WORK INSTRUCTIONS - Determine the count of lines in the data below that include the word "plantains", and give nothing besides it.

- - - - - - -

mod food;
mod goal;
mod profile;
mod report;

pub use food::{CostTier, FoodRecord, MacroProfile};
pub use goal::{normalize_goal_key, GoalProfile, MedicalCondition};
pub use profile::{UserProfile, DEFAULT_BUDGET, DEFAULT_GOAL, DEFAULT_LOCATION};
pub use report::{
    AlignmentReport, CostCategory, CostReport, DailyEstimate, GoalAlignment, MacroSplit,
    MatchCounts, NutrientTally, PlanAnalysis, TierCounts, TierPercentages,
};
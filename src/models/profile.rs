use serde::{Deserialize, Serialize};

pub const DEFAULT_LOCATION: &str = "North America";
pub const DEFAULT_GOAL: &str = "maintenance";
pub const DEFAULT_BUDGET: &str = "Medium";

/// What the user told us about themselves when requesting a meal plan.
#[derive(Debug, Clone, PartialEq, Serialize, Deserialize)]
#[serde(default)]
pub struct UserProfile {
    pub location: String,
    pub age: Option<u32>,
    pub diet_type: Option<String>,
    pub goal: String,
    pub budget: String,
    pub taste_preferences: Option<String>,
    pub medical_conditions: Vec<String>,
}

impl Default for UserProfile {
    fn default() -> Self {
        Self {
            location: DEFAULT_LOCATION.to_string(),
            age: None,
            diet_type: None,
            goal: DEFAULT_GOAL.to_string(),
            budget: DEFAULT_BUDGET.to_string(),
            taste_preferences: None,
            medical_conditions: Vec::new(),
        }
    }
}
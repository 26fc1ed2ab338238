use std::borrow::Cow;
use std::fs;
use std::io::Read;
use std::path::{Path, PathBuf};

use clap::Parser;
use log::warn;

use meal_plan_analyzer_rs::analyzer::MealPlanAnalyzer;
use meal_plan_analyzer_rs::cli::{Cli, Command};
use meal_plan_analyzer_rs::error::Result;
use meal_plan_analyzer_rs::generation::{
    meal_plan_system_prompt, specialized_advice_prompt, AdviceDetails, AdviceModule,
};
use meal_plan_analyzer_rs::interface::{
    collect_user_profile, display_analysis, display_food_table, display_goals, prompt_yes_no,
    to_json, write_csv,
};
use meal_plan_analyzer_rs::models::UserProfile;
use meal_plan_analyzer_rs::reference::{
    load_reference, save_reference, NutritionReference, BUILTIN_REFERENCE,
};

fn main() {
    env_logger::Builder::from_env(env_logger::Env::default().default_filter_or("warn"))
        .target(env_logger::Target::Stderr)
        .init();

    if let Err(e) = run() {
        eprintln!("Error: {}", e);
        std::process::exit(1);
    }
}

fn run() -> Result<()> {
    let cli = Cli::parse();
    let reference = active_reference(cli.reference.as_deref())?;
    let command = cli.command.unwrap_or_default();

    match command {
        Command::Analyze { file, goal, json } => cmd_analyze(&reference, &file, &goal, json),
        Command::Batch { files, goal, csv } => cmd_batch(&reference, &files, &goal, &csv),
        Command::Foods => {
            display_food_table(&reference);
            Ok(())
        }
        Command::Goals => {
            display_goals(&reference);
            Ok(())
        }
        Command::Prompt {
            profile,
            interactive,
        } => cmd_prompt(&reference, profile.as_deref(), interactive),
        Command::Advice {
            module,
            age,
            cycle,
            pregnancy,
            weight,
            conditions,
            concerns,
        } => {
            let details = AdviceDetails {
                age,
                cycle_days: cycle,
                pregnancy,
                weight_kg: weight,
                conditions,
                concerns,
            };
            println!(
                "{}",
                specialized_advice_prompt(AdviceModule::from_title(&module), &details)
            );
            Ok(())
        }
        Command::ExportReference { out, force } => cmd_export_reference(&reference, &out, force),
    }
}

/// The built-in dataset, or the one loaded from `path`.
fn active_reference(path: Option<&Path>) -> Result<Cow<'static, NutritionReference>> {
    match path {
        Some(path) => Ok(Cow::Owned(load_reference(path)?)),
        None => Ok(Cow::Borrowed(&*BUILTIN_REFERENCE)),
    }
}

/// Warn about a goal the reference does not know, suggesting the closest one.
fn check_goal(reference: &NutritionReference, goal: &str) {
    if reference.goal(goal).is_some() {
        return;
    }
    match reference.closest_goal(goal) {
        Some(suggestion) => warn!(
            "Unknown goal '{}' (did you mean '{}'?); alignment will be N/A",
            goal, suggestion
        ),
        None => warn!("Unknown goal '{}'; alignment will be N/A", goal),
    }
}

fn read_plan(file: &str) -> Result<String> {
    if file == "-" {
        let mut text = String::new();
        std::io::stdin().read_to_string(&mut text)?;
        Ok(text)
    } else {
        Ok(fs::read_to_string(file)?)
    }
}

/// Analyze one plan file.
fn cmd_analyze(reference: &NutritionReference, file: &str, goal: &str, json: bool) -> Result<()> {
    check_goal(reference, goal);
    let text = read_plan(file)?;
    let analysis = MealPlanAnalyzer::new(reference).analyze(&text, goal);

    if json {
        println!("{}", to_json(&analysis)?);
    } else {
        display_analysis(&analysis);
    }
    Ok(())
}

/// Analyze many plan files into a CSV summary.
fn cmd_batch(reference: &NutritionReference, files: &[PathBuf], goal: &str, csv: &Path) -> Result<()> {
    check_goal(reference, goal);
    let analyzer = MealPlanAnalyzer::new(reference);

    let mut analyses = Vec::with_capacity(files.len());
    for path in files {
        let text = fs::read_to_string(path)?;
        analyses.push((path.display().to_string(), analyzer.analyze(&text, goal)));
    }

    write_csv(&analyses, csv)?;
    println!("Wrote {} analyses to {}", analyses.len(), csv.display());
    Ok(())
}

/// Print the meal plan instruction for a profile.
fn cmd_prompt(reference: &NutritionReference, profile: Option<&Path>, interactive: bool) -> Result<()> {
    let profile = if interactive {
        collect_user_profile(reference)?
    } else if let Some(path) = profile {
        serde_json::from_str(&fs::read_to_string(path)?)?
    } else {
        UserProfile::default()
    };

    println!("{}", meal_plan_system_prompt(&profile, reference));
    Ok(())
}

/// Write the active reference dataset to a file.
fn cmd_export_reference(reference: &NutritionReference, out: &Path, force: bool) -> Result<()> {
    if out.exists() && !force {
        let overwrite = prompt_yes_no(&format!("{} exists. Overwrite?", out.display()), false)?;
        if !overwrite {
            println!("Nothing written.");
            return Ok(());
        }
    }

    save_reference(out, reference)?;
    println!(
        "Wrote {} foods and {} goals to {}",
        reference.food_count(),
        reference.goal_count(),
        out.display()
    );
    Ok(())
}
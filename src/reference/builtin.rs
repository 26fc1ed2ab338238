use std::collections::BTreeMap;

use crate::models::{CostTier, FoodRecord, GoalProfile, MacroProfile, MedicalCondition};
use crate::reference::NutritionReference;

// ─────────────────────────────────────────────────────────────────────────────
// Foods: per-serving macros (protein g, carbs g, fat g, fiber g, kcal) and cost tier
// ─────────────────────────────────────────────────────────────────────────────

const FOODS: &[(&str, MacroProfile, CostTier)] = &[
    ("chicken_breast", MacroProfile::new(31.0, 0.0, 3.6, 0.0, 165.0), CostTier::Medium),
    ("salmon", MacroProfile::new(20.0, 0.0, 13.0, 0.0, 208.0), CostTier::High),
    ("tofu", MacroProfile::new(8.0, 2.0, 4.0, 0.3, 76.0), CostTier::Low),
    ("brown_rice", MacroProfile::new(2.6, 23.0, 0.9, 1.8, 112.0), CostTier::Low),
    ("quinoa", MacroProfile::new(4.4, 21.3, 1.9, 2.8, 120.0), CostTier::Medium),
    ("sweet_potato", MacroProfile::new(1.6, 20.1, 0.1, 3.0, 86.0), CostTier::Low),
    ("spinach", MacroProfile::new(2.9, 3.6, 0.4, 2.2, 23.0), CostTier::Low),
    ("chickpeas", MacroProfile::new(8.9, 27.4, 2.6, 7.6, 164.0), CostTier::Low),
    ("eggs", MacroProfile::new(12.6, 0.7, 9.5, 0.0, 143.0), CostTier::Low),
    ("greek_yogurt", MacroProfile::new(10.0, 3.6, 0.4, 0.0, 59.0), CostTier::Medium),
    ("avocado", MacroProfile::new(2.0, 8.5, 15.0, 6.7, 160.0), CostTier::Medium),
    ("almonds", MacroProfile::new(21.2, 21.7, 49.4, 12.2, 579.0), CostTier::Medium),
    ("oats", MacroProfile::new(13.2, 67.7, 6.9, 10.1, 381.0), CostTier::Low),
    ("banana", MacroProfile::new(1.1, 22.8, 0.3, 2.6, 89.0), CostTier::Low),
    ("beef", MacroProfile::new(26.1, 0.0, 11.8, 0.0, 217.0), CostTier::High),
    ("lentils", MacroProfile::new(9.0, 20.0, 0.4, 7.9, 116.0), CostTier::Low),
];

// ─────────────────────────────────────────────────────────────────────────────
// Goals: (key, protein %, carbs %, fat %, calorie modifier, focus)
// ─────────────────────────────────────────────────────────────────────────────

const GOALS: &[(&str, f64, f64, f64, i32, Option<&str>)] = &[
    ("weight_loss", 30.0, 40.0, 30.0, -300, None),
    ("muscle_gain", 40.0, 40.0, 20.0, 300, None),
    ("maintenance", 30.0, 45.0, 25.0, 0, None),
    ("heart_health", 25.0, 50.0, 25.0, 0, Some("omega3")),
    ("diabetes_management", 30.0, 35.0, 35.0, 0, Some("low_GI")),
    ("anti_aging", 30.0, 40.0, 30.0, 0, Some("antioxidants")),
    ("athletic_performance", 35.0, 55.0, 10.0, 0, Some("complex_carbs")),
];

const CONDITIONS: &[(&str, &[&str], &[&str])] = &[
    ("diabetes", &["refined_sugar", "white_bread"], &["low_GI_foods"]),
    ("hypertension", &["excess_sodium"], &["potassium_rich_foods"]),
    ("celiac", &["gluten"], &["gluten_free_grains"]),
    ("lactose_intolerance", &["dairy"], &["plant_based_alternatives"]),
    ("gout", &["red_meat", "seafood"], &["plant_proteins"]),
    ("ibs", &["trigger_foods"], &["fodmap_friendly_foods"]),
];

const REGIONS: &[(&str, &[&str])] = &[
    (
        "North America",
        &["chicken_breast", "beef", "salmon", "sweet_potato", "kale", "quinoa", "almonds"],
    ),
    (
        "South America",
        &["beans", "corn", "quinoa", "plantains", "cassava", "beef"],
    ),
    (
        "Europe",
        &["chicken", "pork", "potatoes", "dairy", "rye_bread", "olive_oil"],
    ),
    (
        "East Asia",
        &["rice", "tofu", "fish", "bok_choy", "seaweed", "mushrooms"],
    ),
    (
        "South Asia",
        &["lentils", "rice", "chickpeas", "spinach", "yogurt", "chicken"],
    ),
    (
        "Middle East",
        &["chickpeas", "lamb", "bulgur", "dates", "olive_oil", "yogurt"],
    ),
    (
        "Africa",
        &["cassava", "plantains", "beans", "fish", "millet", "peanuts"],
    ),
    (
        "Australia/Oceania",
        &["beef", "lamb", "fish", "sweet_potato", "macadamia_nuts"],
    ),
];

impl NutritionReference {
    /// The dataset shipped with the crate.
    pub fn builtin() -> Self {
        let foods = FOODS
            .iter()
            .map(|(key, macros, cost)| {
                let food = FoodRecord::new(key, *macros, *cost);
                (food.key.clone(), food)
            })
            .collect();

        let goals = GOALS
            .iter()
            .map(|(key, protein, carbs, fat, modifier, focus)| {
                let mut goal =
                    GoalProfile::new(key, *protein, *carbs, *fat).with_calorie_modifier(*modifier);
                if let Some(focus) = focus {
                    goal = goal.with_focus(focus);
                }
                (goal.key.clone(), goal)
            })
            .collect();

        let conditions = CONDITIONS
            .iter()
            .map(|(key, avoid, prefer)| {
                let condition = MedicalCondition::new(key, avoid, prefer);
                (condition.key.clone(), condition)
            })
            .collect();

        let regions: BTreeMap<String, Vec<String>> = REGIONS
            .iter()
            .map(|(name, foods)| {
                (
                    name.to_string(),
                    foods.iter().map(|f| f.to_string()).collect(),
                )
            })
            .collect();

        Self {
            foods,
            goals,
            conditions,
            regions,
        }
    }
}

- - - - - - -

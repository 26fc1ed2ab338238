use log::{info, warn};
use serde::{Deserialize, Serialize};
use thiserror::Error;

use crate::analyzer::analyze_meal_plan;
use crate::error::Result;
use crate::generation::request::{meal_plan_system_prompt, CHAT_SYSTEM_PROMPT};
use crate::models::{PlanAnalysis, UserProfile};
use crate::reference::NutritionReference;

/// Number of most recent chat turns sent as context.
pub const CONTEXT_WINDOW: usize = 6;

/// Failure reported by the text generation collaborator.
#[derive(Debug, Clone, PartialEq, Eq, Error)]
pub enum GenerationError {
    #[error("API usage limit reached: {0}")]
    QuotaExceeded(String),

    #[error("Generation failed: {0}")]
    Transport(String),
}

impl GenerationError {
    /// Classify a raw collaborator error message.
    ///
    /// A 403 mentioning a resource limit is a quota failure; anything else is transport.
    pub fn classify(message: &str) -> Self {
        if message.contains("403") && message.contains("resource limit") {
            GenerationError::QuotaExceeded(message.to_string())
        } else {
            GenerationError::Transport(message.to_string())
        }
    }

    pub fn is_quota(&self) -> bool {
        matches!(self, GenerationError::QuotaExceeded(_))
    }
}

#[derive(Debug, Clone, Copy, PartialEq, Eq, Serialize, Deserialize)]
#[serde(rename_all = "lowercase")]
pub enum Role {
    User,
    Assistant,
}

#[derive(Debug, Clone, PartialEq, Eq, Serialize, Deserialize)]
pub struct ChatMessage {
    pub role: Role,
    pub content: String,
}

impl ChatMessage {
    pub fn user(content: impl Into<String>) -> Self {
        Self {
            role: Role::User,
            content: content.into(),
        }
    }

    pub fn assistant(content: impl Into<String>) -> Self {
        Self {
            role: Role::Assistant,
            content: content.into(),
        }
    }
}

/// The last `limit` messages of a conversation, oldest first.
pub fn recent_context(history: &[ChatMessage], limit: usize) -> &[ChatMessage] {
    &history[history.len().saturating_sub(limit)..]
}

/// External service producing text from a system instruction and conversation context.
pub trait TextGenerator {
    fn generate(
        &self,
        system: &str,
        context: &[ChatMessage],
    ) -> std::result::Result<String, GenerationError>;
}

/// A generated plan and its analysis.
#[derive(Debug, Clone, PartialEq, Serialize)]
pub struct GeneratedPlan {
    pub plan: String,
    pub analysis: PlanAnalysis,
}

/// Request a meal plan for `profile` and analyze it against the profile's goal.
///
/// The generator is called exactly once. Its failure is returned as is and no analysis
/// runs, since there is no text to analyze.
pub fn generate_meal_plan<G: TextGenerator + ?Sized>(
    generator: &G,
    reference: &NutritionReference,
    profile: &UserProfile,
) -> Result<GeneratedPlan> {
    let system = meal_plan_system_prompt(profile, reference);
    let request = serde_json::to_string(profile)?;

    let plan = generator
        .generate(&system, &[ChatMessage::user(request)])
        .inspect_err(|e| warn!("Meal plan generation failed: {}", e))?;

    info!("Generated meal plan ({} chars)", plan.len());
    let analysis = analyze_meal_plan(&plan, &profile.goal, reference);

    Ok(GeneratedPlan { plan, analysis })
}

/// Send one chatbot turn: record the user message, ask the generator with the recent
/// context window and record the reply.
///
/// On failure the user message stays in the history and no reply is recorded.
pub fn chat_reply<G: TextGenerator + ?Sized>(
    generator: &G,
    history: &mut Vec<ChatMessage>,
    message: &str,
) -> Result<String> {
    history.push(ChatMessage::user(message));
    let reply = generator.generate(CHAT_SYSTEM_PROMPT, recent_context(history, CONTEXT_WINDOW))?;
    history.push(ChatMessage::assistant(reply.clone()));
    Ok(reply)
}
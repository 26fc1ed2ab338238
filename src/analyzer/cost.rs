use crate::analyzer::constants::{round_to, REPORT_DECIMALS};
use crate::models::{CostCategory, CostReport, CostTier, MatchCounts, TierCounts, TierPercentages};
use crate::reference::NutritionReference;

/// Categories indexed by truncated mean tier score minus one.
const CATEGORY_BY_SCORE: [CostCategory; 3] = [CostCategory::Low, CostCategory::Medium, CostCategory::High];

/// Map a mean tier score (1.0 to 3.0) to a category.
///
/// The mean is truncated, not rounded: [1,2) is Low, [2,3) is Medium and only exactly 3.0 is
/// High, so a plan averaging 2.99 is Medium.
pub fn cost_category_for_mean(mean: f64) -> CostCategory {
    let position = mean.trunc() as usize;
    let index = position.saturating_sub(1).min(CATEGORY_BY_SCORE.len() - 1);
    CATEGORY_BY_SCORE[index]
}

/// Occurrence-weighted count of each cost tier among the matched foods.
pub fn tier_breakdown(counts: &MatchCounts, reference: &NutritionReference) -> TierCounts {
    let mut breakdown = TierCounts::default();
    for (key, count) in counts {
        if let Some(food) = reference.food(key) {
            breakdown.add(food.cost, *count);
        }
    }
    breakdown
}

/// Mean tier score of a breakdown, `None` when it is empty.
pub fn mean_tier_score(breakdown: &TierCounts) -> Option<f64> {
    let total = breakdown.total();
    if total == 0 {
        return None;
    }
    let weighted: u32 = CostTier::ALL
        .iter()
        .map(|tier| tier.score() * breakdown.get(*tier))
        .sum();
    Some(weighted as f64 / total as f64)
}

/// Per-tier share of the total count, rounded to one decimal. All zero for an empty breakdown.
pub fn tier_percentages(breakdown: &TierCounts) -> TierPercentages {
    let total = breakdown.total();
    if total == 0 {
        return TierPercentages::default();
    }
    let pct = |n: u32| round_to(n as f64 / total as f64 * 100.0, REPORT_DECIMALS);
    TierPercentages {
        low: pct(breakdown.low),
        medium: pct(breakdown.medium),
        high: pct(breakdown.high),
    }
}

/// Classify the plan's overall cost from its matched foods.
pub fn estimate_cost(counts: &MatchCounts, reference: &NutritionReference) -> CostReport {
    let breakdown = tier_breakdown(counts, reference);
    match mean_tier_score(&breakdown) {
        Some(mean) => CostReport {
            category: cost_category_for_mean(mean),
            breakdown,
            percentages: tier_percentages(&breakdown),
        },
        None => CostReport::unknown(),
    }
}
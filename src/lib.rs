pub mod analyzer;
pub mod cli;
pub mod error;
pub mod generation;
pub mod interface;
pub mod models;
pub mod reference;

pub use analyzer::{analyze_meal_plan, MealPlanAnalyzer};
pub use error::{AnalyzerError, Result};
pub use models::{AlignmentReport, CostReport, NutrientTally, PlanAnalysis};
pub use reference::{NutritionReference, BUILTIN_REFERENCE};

- - - - - - -

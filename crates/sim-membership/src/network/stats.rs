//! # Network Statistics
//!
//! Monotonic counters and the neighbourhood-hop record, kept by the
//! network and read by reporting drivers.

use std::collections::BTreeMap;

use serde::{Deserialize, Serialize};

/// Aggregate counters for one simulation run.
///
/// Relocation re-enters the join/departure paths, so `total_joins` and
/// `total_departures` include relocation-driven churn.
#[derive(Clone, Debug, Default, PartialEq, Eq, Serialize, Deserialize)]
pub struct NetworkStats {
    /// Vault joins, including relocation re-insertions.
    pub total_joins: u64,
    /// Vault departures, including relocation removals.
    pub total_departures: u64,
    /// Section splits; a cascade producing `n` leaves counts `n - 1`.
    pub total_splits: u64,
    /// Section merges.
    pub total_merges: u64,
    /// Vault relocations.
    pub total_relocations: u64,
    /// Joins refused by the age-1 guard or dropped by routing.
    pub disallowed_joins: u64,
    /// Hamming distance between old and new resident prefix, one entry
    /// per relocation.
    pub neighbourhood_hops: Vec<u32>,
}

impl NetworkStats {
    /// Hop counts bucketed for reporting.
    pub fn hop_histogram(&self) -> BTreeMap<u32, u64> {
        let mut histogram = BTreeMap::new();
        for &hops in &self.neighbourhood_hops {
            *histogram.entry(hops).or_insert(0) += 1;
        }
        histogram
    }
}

- - - - - - -

ANSWER BOX - 2